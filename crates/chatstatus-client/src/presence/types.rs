//! Remote user state and the change notifications emitted for renderers.

use chatstatus_common::{MessageId, UserId};

// ---------------------------------------------------------------------------
// Remote user
// ---------------------------------------------------------------------------

/// What this client knows about one remote user.
#[derive(Debug, Clone, PartialEq, Eq)]
pub struct RemoteUser {
    pub user_id: UserId,
    /// Input focus state; `None` until the first signal.
    pub active: Option<bool>,
    /// Mirrors whether a typing timer is armed for this user.
    pub typing: bool,
    /// Last message the user reported reading.
    pub last_read: Option<MessageId>,
}

impl RemoteUser {
    pub fn new(user_id: UserId) -> Self {
        Self {
            user_id,
            active: None,
            typing: false,
            last_read: None,
        }
    }

    /// Treats an unknown focus state as inactive.
    pub fn is_active(&self) -> bool {
        self.active.unwrap_or(false)
    }
}

// ---------------------------------------------------------------------------
// Timers
// ---------------------------------------------------------------------------

/// What a per-user timer is for.
#[derive(Debug, Clone, Copy, PartialEq, Eq, Hash)]
pub enum TimerPurpose {
    TypingExpiry,
}

/// Key of a per-user timer. At most one timer exists per key.
pub type TimerKey = (UserId, TimerPurpose);

// ---------------------------------------------------------------------------
// Changes
// ---------------------------------------------------------------------------

/// Fire-and-forget notifications for the rendering layer.
#[derive(Debug, Clone, PartialEq, Eq)]
pub enum PresenceChange {
    /// Relay connection opened or closed.
    Connection { open: bool },
    /// A user's focus state changed.
    Active { user_id: UserId, active: bool },
    /// A user started or stopped typing.
    Typing { user_id: UserId, typing: bool },
    /// A user's read indicator belongs under this message, which is known.
    Position {
        user_id: UserId,
        message_id: MessageId,
    },
    /// A user read a message that has not reached the feed yet. The
    /// indicator stays detached until the message arrives.
    PositionPending {
        user_id: UserId,
        message_id: MessageId,
    },
    /// A user left; drop every trace of them.
    Removed { user_id: UserId },
    /// Whether the local user's own indicator should be shown.
    SelfVisibility { visible: bool },
    /// One-off message for the user.
    Notice(String),
}

impl PresenceChange {
    /// The user this change is about, if any.
    pub fn user_id(&self) -> Option<&UserId> {
        match self {
            PresenceChange::Active { user_id, .. }
            | PresenceChange::Typing { user_id, .. }
            | PresenceChange::Position { user_id, .. }
            | PresenceChange::PositionPending { user_id, .. }
            | PresenceChange::Removed { user_id } => Some(user_id),
            PresenceChange::Connection { .. }
            | PresenceChange::SelfVisibility { .. }
            | PresenceChange::Notice(_) => None,
        }
    }
}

========

Your goal ▸
Show the lines of the records that contain the word "impl".

Solution to the exercise ▸
impl RemoteUser {
impl PresenceChange {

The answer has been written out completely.